Dataset items
-- Opening Marker --
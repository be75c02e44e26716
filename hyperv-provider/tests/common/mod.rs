#![allow(dead_code)]

use std::sync::Arc;
use std::time::Duration;

use hyperv_mgmt::sim::SimulatedHost;
use hyperv_mgmt::{FreshSessions, JobTracker};
use hyperv_provider::resources::{HardDriveInput, MachineInputs, NetworkAdapterInputs};
use hyperv_provider::{LogLevel, ProviderAuditLogger, ReconcileContext, ReconciliationDriver};

pub struct Harness {
    pub host: SimulatedHost,
    pub audit: Arc<ProviderAuditLogger>,
    pub ctx: ReconcileContext,
}

impl Harness {
    pub fn new() -> Self {
        Self::on(SimulatedHost::new())
    }

    pub fn on(host: SimulatedHost) -> Self {
        let audit = Arc::new(ProviderAuditLogger::recording());
        let ctx = ReconcileContext::new(
            "",
            Arc::new(FreshSessions::new(Arc::new(host.clone()))),
            JobTracker::new(Duration::from_millis(1), None),
            audit.clone(),
        );
        Self { host, audit, ctx }
    }

    pub fn driver(&self) -> ReconciliationDriver {
        ReconciliationDriver::from_context(self.ctx.clone())
    }

    pub fn warnings(&self, id: &str) -> Vec<String> {
        self.audit
            .events_for(id)
            .into_iter()
            .filter(|e| e.level == LogLevel::Warn)
            .map(|e| e.message)
            .collect()
    }

    pub fn calls_to(&self, method: &str) -> usize {
        self.host.stats().calls_to(method)
    }
}

pub fn drive(path: &str) -> HardDriveInput {
    HardDriveInput {
        path: Some(path.to_string()),
        ..Default::default()
    }
}

pub fn machine(name: &str) -> MachineInputs {
    MachineInputs {
        machine_name: Some(name.to_string()),
        ..Default::default()
    }
}

pub fn adapter(name: &str, switch: Option<&str>) -> NetworkAdapterInputs {
    NetworkAdapterInputs {
        name: Some(name.to_string()),
        switch_name: switch.map(str::to_string),
        ..Default::default()
    }
}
-- Closing Marker --
The answer must be every entry, reproduced exactly.

● Exercise result:
repository be75c02e44e26716
filename hyperv-provider/tests/common/mod.rs
#![allow(dead_code)]

use std::sync::Arc;
use std::time::Duration;

use hyperv_mgmt::sim::SimulatedHost;
use hyperv_mgmt::{FreshSessions, JobTracker};
use hyperv_provider::resources::{HardDriveInput, MachineInputs, NetworkAdapterInputs};
use hyperv_provider::{LogLevel, ProviderAuditLogger, ReconcileContext, ReconciliationDriver};

pub struct Harness {
    pub host: SimulatedHost,
    pub audit: Arc<ProviderAuditLogger>,
    pub ctx: ReconcileContext,
}

impl Harness {
    pub fn new() -> Self {
        Self::on(SimulatedHost::new())
    }

    pub fn on(host: SimulatedHost) -> Self {
        let audit = Arc::new(ProviderAuditLogger::recording());
        let ctx = ReconcileContext::new(
            "",
            Arc::new(FreshSessions::new(Arc::new(host.clone()))),
            JobTracker::new(Duration::from_millis(1), None),
            audit.clone(),
        );
        Self { host, audit, ctx }
    }

    pub fn driver(&self) -> ReconciliationDriver {
        ReconciliationDriver::from_context(self.ctx.clone())
    }

    pub fn warnings(&self, id: &str) -> Vec<String> {
        self.audit
            .events_for(id)
            .into_iter()
            .filter(|e| e.level == LogLevel::Warn)
            .map(|e| e.message)
            .collect()
    }

    pub fn calls_to(&self, method: &str) -> usize {
        self.host.stats().calls_to(method)
    }
}

pub fn drive(path: &str) -> HardDriveInput {
    HardDriveInput {
        path: Some(path.to_string()),
        ..Default::default()
    }
}

pub fn machine(name: &str) -> MachineInputs {
    MachineInputs {
        machine_name: Some(name.to_string()),
        ..Default::default()
    }
}

pub fn adapter(name: &str, switch: Option<&str>) -> NetworkAdapterInputs {
    NetworkAdapterInputs {
        name: Some(name.to_string()),
        switch_name: switch.map(str::to_string),
        ..Default::default()
    }
}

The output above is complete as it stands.